• [REQUIRED WORK]: Word for word, set down every record that appears below.

• [PROVIDED INFORMATION]:
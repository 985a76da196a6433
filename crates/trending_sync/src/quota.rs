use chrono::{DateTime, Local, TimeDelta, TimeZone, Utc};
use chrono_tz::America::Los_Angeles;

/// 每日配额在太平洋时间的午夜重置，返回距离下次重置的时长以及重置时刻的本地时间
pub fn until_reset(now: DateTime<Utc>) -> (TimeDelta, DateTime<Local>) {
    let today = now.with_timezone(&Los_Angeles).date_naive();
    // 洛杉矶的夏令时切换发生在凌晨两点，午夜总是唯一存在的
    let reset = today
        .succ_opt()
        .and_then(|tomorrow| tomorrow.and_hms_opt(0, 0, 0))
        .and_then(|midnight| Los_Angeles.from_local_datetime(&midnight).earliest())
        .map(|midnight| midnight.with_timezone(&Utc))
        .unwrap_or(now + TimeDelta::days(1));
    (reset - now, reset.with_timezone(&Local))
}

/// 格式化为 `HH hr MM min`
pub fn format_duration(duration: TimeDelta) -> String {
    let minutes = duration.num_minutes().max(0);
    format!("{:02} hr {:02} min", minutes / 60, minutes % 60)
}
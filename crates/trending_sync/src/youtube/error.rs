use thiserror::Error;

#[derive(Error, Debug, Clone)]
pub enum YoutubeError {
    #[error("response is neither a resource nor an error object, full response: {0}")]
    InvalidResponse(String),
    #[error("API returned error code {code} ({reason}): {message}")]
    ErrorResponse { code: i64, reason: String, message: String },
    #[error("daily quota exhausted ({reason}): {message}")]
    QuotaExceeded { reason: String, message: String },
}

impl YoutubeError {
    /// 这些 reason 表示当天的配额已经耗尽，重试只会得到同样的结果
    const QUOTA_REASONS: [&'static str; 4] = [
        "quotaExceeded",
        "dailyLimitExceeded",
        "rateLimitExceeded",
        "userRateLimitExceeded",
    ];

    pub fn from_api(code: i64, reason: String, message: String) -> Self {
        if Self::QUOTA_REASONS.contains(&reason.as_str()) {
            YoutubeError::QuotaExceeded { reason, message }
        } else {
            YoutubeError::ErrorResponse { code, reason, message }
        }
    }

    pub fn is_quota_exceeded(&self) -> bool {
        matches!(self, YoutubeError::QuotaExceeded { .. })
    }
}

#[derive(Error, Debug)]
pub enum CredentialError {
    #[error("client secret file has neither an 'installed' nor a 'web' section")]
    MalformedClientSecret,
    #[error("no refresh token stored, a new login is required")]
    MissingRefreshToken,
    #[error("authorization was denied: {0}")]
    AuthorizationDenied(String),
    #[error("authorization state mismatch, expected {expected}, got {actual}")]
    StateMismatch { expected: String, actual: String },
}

• [RESULT OF THIS EXERCISE]:
repository 985a76da196a6433
filename crates/trending_sync/src/quota.rs
use chrono::{DateTime, Local, TimeDelta, TimeZone, Utc};
use chrono_tz::America::Los_Angeles;

/// 每日配额在太平洋时间的午夜重置，返回距离下次重置的时长以及重置时刻的本地时间
pub fn until_reset(now: DateTime<Utc>) -> (TimeDelta, DateTime<Local>) {
    let today = now.with_timezone(&Los_Angeles).date_naive();
    // 洛杉矶的夏令时切换发生在凌晨两点，午夜总是唯一存在的
    let reset = today
        .succ_opt()
        .and_then(|tomorrow| tomorrow.and_hms_opt(0, 0, 0))
        .and_then(|midnight| Los_Angeles.from_local_datetime(&midnight).earliest())
        .map(|midnight| midnight.with_timezone(&Utc))
        .unwrap_or(now + TimeDelta::days(1));
    (reset - now, reset.with_timezone(&Local))
}

/// 格式化为 `HH hr MM min`
pub fn format_duration(duration: TimeDelta) -> String {
    let minutes = duration.num_minutes().max(0);
    format!("{:02} hr {:02} min", minutes / 60, minutes % 60)
}
filename crates/trending_sync/src/youtube/error.rs
use thiserror::Error;

#[derive(Error, Debug, Clone)]
pub enum YoutubeError {
    #[error("response is neither a resource nor an error object, full response: {0}")]
    InvalidResponse(String),
    #[error("API returned error code {code} ({reason}): {message}")]
    ErrorResponse { code: i64, reason: String, message: String },
    #[error("daily quota exhausted ({reason}): {message}")]
    QuotaExceeded { reason: String, message: String },
}

impl YoutubeError {
    /// 这些 reason 表示当天的配额已经耗尽，重试只会得到同样的结果
    const QUOTA_REASONS: [&'static str; 4] = [
        "quotaExceeded",
        "dailyLimitExceeded",
        "rateLimitExceeded",
        "userRateLimitExceeded",
    ];

    pub fn from_api(code: i64, reason: String, message: String) -> Self {
        if Self::QUOTA_REASONS.contains(&reason.as_str()) {
            YoutubeError::QuotaExceeded { reason, message }
        } else {
            YoutubeError::ErrorResponse { code, reason, message }
        }
    }

    pub fn is_quota_exceeded(&self) -> bool {
        matches!(self, YoutubeError::QuotaExceeded { .. })
    }
}

#[derive(Error, Debug)]
pub enum CredentialError {
    #[error("client secret file has neither an 'installed' nor a 'web' section")]
    MalformedClientSecret,
    #[error("no refresh token stored, a new login is required")]
    MissingRefreshToken,
    #[error("authorization was denied: {0}")]
    AuthorizationDenied(String),
    #[error("authorization state mismatch, expected {expected}, got {actual}")]
    StateMismatch { expected: String, actual: String },
}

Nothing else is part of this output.